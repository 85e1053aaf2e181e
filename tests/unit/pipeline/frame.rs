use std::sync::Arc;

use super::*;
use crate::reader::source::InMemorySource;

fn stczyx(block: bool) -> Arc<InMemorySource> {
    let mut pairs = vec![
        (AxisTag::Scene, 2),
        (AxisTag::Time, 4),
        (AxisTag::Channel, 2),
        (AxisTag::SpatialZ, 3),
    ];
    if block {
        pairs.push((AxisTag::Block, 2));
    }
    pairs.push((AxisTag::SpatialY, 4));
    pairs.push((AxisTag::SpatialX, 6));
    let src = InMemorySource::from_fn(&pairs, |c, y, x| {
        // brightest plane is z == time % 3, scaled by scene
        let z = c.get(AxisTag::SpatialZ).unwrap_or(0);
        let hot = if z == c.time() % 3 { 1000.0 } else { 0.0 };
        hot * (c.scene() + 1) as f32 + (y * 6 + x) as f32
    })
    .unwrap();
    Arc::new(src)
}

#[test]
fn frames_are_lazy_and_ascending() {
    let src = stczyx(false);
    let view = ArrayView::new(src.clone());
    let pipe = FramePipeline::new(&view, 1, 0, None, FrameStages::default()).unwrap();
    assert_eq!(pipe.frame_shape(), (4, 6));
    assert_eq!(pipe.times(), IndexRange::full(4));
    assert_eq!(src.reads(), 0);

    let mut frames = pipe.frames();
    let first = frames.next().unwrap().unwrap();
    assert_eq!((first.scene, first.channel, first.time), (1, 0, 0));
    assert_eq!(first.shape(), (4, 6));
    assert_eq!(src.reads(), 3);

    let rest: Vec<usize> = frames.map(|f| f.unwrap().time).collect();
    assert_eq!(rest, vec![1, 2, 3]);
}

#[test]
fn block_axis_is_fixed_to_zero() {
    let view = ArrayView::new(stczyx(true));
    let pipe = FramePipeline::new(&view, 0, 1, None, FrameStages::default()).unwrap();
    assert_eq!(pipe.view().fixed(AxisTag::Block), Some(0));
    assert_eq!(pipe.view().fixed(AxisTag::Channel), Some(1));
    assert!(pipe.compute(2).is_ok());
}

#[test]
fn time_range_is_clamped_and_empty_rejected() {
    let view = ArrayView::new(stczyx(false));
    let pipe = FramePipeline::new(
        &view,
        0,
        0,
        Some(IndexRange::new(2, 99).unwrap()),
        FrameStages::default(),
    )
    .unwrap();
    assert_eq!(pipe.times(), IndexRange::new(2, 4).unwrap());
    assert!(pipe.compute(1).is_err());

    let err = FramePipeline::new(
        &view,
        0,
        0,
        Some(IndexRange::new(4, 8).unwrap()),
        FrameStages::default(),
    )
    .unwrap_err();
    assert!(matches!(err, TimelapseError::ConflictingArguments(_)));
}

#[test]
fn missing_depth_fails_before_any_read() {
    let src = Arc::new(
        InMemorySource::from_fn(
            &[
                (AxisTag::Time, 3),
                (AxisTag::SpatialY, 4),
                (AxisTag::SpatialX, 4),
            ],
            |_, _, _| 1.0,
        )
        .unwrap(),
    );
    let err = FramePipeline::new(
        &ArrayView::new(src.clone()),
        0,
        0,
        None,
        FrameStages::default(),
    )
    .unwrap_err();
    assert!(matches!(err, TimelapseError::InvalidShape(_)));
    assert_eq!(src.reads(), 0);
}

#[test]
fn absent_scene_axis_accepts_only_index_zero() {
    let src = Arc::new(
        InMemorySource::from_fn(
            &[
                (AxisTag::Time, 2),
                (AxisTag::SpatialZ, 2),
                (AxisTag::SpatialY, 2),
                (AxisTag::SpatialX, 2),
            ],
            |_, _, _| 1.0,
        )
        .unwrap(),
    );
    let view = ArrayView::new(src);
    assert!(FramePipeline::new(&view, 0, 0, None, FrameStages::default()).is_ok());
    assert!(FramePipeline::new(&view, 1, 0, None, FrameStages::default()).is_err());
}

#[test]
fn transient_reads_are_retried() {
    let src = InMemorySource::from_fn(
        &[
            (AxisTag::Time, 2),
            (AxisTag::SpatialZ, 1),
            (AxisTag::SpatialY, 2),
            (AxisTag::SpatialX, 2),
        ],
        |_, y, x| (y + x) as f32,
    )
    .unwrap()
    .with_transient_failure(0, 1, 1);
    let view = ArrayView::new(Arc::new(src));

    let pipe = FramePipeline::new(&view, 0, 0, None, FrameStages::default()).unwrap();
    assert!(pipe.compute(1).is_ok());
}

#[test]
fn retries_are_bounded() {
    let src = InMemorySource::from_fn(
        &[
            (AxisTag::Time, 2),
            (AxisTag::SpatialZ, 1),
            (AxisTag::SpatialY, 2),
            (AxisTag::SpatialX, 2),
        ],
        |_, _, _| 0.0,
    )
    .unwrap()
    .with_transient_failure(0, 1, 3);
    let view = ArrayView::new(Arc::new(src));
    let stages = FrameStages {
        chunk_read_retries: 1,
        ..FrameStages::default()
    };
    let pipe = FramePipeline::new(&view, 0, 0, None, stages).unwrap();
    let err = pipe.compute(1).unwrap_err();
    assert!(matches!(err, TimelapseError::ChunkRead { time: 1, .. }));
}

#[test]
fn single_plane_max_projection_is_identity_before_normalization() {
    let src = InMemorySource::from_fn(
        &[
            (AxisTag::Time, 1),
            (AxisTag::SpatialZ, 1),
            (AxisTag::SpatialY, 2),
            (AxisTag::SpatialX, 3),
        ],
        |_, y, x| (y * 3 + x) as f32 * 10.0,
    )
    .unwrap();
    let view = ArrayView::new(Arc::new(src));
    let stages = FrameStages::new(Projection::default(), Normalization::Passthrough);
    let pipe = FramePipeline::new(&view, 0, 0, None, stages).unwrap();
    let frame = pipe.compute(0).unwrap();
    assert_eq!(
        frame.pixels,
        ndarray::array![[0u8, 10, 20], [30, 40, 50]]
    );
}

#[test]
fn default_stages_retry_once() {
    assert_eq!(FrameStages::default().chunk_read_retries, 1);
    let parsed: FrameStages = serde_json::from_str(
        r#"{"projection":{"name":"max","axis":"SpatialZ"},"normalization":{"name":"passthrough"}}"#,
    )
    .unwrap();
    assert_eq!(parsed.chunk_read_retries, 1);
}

==*==

WHAT YOU ARE ASKED TO DO: The complete material above is to be retyped word for word.

FINISHED EXERCISE:
repository 85e1053aaf2e181e
filename tests/unit/pipeline/frame.rs
use std::sync::Arc;

use super::*;
use crate::reader::source::InMemorySource;

fn stczyx(block: bool) -> Arc<InMemorySource> {
    let mut pairs = vec![
        (AxisTag::Scene, 2),
        (AxisTag::Time, 4),
        (AxisTag::Channel, 2),
        (AxisTag::SpatialZ, 3),
    ];
    if block {
        pairs.push((AxisTag::Block, 2));
    }
    pairs.push((AxisTag::SpatialY, 4));
    pairs.push((AxisTag::SpatialX, 6));
    let src = InMemorySource::from_fn(&pairs, |c, y, x| {
        // brightest plane is z == time % 3, scaled by scene
        let z = c.get(AxisTag::SpatialZ).unwrap_or(0);
        let hot = if z == c.time() % 3 { 1000.0 } else { 0.0 };
        hot * (c.scene() + 1) as f32 + (y * 6 + x) as f32
    })
    .unwrap();
    Arc::new(src)
}

#[test]
fn frames_are_lazy_and_ascending() {
    let src = stczyx(false);
    let view = ArrayView::new(src.clone());
    let pipe = FramePipeline::new(&view, 1, 0, None, FrameStages::default()).unwrap();
    assert_eq!(pipe.frame_shape(), (4, 6));
    assert_eq!(pipe.times(), IndexRange::full(4));
    assert_eq!(src.reads(), 0);

    let mut frames = pipe.frames();
    let first = frames.next().unwrap().unwrap();
    assert_eq!((first.scene, first.channel, first.time), (1, 0, 0));
    assert_eq!(first.shape(), (4, 6));
    assert_eq!(src.reads(), 3);

    let rest: Vec<usize> = frames.map(|f| f.unwrap().time).collect();
    assert_eq!(rest, vec![1, 2, 3]);
}

#[test]
fn block_axis_is_fixed_to_zero() {
    let view = ArrayView::new(stczyx(true));
    let pipe = FramePipeline::new(&view, 0, 1, None, FrameStages::default()).unwrap();
    assert_eq!(pipe.view().fixed(AxisTag::Block), Some(0));
    assert_eq!(pipe.view().fixed(AxisTag::Channel), Some(1));
    assert!(pipe.compute(2).is_ok());
}

#[test]
fn time_range_is_clamped_and_empty_rejected() {
    let view = ArrayView::new(stczyx(false));
    let pipe = FramePipeline::new(
        &view,
        0,
        0,
        Some(IndexRange::new(2, 99).unwrap()),
        FrameStages::default(),
    )
    .unwrap();
    assert_eq!(pipe.times(), IndexRange::new(2, 4).unwrap());
    assert!(pipe.compute(1).is_err());

    let err = FramePipeline::new(
        &view,
        0,
        0,
        Some(IndexRange::new(4, 8).unwrap()),
        FrameStages::default(),
    )
    .unwrap_err();
    assert!(matches!(err, TimelapseError::ConflictingArguments(_)));
}

#[test]
fn missing_depth_fails_before_any_read() {
    let src = Arc::new(
        InMemorySource::from_fn(
            &[
                (AxisTag::Time, 3),
                (AxisTag::SpatialY, 4),
                (AxisTag::SpatialX, 4),
            ],
            |_, _, _| 1.0,
        )
        .unwrap(),
    );
    let err = FramePipeline::new(
        &ArrayView::new(src.clone()),
        0,
        0,
        None,
        FrameStages::default(),
    )
    .unwrap_err();
    assert!(matches!(err, TimelapseError::InvalidShape(_)));
    assert_eq!(src.reads(), 0);
}

#[test]
fn absent_scene_axis_accepts_only_index_zero() {
    let src = Arc::new(
        InMemorySource::from_fn(
            &[
                (AxisTag::Time, 2),
                (AxisTag::SpatialZ, 2),
                (AxisTag::SpatialY, 2),
                (AxisTag::SpatialX, 2),
            ],
            |_, _, _| 1.0,
        )
        .unwrap(),
    );
    let view = ArrayView::new(src);
    assert!(FramePipeline::new(&view, 0, 0, None, FrameStages::default()).is_ok());
    assert!(FramePipeline::new(&view, 1, 0, None, FrameStages::default()).is_err());
}

#[test]
fn transient_reads_are_retried() {
    let src = InMemorySource::from_fn(
        &[
            (AxisTag::Time, 2),
            (AxisTag::SpatialZ, 1),
            (AxisTag::SpatialY, 2),
            (AxisTag::SpatialX, 2),
        ],
        |_, y, x| (y + x) as f32,
    )
    .unwrap()
    .with_transient_failure(0, 1, 1);
    let view = ArrayView::new(Arc::new(src));

    let pipe = FramePipeline::new(&view, 0, 0, None, FrameStages::default()).unwrap();
    assert!(pipe.compute(1).is_ok());
}

#[test]
fn retries_are_bounded() {
    let src = InMemorySource::from_fn(
        &[
            (AxisTag::Time, 2),
            (AxisTag::SpatialZ, 1),
            (AxisTag::SpatialY, 2),
            (AxisTag::SpatialX, 2),
        ],
        |_, _, _| 0.0,
    )
    .unwrap()
    .with_transient_failure(0, 1, 3);
    let view = ArrayView::new(Arc::new(src));
    let stages = FrameStages {
        chunk_read_retries: 1,
        ..FrameStages::default()
    };
    let pipe = FramePipeline::new(&view, 0, 0, None, stages).unwrap();
    let err = pipe.compute(1).unwrap_err();
    assert!(matches!(err, TimelapseError::ChunkRead { time: 1, .. }));
}

#[test]
fn single_plane_max_projection_is_identity_before_normalization() {
    let src = InMemorySource::from_fn(
        &[
            (AxisTag::Time, 1),
            (AxisTag::SpatialZ, 1),
            (AxisTag::SpatialY, 2),
            (AxisTag::SpatialX, 3),
        ],
        |_, y, x| (y * 3 + x) as f32 * 10.0,
    )
    .unwrap();
    let view = ArrayView::new(Arc::new(src));
    let stages = FrameStages::new(Projection::default(), Normalization::Passthrough);
    let pipe = FramePipeline::new(&view, 0, 0, None, stages).unwrap();
    let frame = pipe.compute(0).unwrap();
    assert_eq!(
        frame.pixels,
        ndarray::array![[0u8, 10, 20], [30, 40, 50]]
    );
}

#[test]
fn default_stages_retry_once() {
    assert_eq!(FrameStages::default().chunk_read_retries, 1);
    let parsed: FrameStages = serde_json::from_str(
        r#"{"projection":{"name":"max","axis":"SpatialZ"},"normalization":{"name":"passthrough"}}"#,
    )
    .unwrap();
    assert_eq!(parsed.chunk_read_retries, 1);
}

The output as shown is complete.